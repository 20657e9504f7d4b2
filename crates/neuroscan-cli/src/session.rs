//! The interactive session: greeting, menu loop, one assessment run at a
//! time, and read-back of past results.

use std::io::{BufRead, Write};

use neuroscan_core::models::{AssessmentResult, Reminder, ReminderChoice, Subject};
use neuroscan_instruments::Instrument;
use neuroscan_instruments::engine::Assessment;
use neuroscan_storage::logs::{ReminderLog, ResultsLog};
use tracing::{info, warn};

use crate::clock::Clock;
use crate::config::NeuroScanConfig;
use crate::console::Console;

const RULE: &str = "------------------------------------------------------";

#[derive(Debug, Clone, Copy, PartialEq, Eq)]
pub enum MenuChoice {
    TakeAssessment,
    ViewResults,
    Exit,
}

impl MenuChoice {
    pub fn parse(input: &str) -> Option<Self> {
        match input.trim() {
            "1" => Some(Self::TakeAssessment),
            "2" => Some(Self::ViewResults),
            "3" => Some(Self::Exit),
            _ => None,
        }
    }
}

pub struct Session<'a, R, W, C> {
    console: Console<R, W>,
    clock: C,
    instrument: &'a dyn Instrument,
    results: ResultsLog,
    reminders: ReminderLog,
}

impl<'a, R: BufRead, W: Write, C: Clock> Session<'a, R, W, C> {
    pub fn new(
        config: &NeuroScanConfig,
        instrument: &'a dyn Instrument,
        console: Console<R, W>,
        clock: C,
    ) -> Self {
        Self {
            console,
            clock,
            instrument,
            results: ResultsLog::new(config.results_log.clone()),
            reminders: ReminderLog::new(config.reminders_log.clone()),
        }
    }

    pub fn into_console(self) -> Console<R, W> {
        self.console
    }

    /// Greet, identify the subject, then loop over the menu until Exit or
    /// end of input.
    pub fn run(&mut self) -> eyre::Result<()> {
        self.console.say(&format!(
            "Welcome to {}: Your Early Detection Assistant",
            self.instrument.name()
        ))?;
        self.console.say(RULE)?;

        let Some(subject) = self.identify()? else {
            return Ok(());
        };
        info!(subject = %subject.name, caregiver = subject.caregiver, "session started");

        loop {
            self.console.blank()?;
            self.console
                .say(&format!("\u{1F44B} Hello, {}! What would you like to do?", subject.name))?;
            self.console
                .say(&format!("1. Take the {} Assessment", self.instrument.name()))?;
            self.console.say("2. View Past Results")?;
            self.console.say("3. Exit")?;

            let choice = match self.console.prompt("Enter your choice (1-3): ")? {
                None => MenuChoice::Exit,
                Some(input) => match MenuChoice::parse(&input) {
                    Some(choice) => choice,
                    None => {
                        self.console.say("Invalid choice. Please enter 1, 2, or 3.")?;
                        continue;
                    }
                },
            };

            match choice {
                MenuChoice::TakeAssessment => {
                    if self.run_assessment(&subject)?.is_none() {
                        break;
                    }
                }
                MenuChoice::ViewResults => self.view_past_results()?,
                MenuChoice::Exit => break,
            }
        }

        self.console.blank()?;
        self.console.say(&format!(
            "Thank you for using {}, {}! Stay healthy \u{1F499}",
            self.instrument.name(),
            subject.name
        ))?;
        Ok(())
    }

    /// Run one assessment and persist it. Returns `None` when input ran out
    /// before every question was answered; nothing is written in that case.
    pub fn run_assessment(&mut self, subject: &Subject) -> eyre::Result<Option<AssessmentResult>> {
        let instrument = self.instrument;
        let total = instrument.questions().len();
        let legend = instrument.scale().legend();

        self.console.blank()?;
        self.console.say(&format!(
            "This assistant will ask you {total} questions to evaluate early neurodegenerative symptoms."
        ))?;
        self.console.say("Please answer honestly using the scale:")?;
        self.console.say(&legend)?;
        self.console.blank()?;

        let mut assessment = Assessment::new(instrument);
        while let Some(question) = assessment.current_question() {
            self.console
                .say(&format!("{}. {}", question.number, question.prompt))?;
            let mut prompt = format!("Your response ({legend}): ");
            loop {
                let Some(input) = self.console.prompt(&prompt)? else {
                    info!(answered = assessment.answered(), "input ended mid-assessment");
                    return Ok(None);
                };
                match assessment.answer_current(&input) {
                    Ok(_) => break,
                    Err(e) => {
                        tracing::debug!(error = %e, "response rejected");
                        prompt = "Invalid input. Please enter 0, 1, or 2: ".to_string();
                    }
                }
            }
            self.console.say(&format!(
                "Progress: [{:>2}/{total}] completed",
                assessment.answered()
            ))?;
            self.console.blank()?;
        }

        let result = assessment.finish(subject.clone(), self.clock.now())?;
        info!(
            subject = %subject.name,
            score = result.score,
            tier = ?result.tier,
            "assessment complete"
        );
        self.show_result(&result)?;

        let choice = self
            .console
            .prompt("Would you like to set a reminder to retake this in:\n1 week (1), 2 weeks (2), or No reminder (0)? ")?
            .map(|input| ReminderChoice::from_menu(&input))
            .unwrap_or(ReminderChoice::NoReminder);
        let reminder = Reminder::schedule(&subject.name, &result.completed_at, choice)?;

        self.console.blank()?;
        self.console.say("\u{1F4A1} Weekly Brain Health Challenge:")?;
        self.console.say(
            "This week, try learning a new word each day and use it in conversation. \u{1F9E0}\u{1F4D6}",
        )?;

        let note = if subject.caregiver {
            self.console.blank()?;
            self.caregiver_note()?
        } else {
            None
        };

        self.save_result(&result, note.as_deref())?;
        if let Some(reminder) = reminder {
            self.save_reminder(&reminder)?;
        }

        Ok(Some(result))
    }

    /// Print the assessment log as stored, oldest entry first.
    pub fn view_past_results(&mut self) -> eyre::Result<()> {
        let lines = match self.results.view() {
            Ok(Some(lines)) => lines,
            Ok(None) => {
                self.console.say("No previous results found.")?;
                return Ok(());
            }
            Err(e) => {
                warn!(error = %e, "could not open results log");
                self.console
                    .say(&format!("\u{26A0} Could not read past results: {e}"))?;
                return Ok(());
            }
        };

        self.console.blank()?;
        self.console.say("\u{1F4C1} Displaying past results:")?;
        self.console.say(RULE)?;
        for line in lines {
            match line {
                Ok(line) => self.console.say(&line)?,
                Err(e) => {
                    warn!(error = %e, "results log read failed");
                    self.console
                        .say(&format!("\u{26A0} Could not read the rest of the results: {e}"))?;
                    break;
                }
            }
        }
        Ok(())
    }

    fn identify(&mut self) -> eyre::Result<Option<Subject>> {
        let subject = loop {
            let Some(name) = self.console.prompt("Enter your name: ")? else {
                return Ok(None);
            };
            match Subject::new(name, false) {
                Ok(subject) => break subject,
                Err(e) => self.console.say(&format!("{e}."))?,
            }
        };
        let caregiver = self
            .console
            .confirm("Are you filling this out as a caregiver for someone else? (y/n): ")?;
        Ok(Some(Subject {
            caregiver,
            ..subject
        }))
    }

    fn show_result(&mut self, result: &AssessmentResult) -> eyre::Result<()> {
        self.console.say(RULE)?;
        if result.frequent_memory_issue {
            self.console.say(
                "\u{1F9E0} Additional Note: Frequent memory issues may be a sign of early cognitive decline.",
            )?;
            self.console
                .say(">> Tip: Use reminders, sticky notes, and keep a memory journal.")?;
            self.console.blank()?;
        }
        self.console.say(&format!(
            "{}, your total risk score is: {} out of {}.",
            result.subject.name, result.score, result.max_score
        ))?;
        self.console.blank()?;
        self.console.say(&result.tier.to_string())?;
        self.console.say(&result.recommendation)?;
        self.console.say(RULE)?;
        self.console.blank()?;
        Ok(())
    }

    fn caregiver_note(&mut self) -> eyre::Result<Option<String>> {
        if !self
            .console
            .confirm("Would you like to leave a caregiver note? (y/n): ")?
        {
            return Ok(None);
        }
        let note = self.console.prompt("Enter your caregiver note: ")?;
        Ok(note.filter(|n| !n.trim().is_empty()))
    }

    // Persistence failures are reported, never fatal: the result on screen
    // stays valid.
    fn save_result(&mut self, result: &AssessmentResult, note: Option<&str>) -> eyre::Result<()> {
        self.console.blank()?;
        match self.results.append(result, note) {
            Ok(()) => self.console.say(&format!(
                "\u{1F4C4} Your results have been saved to '{}'.",
                self.results.path().display()
            ))?,
            Err(e) => {
                warn!(error = %e, "results not saved");
                self.console
                    .say(&format!("\u{26A0} Your results were not saved: {e}"))?;
            }
        }
        Ok(())
    }

    fn save_reminder(&mut self, reminder: &Reminder) -> eyre::Result<()> {
        match self.reminders.append(reminder) {
            Ok(()) => self.console.say(&format!(
                "\u{1F514} Reminder saved! You'll see this in '{}'.",
                self.reminders.path().display()
            ))?,
            Err(e) => {
                warn!(error = %e, "reminder not saved");
                self.console
                    .say(&format!("\u{26A0} Your reminder was not saved: {e}"))?;
            }
        }
        Ok(())
    }
}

▬▬▬▬▬▬▬▬▬▬

▶ _Aim of the task_
Only the lines from the beginning of the entries through the line bearing "use neuroscan_instruments::engine::Assessment;" should be returned, each exactly as written.

▶ _Written response_
repository 20657e9504f7d4b2
filename crates/neuroscan-cli/src/session.rs
//! The interactive session: greeting, menu loop, one assessment run at a
//! time, and read-back of past results.

use std::io::{BufRead, Write};

use neuroscan_core::models::{AssessmentResult, Reminder, ReminderChoice, Subject};
use neuroscan_instruments::Instrument;
use neuroscan_instruments::engine::Assessment;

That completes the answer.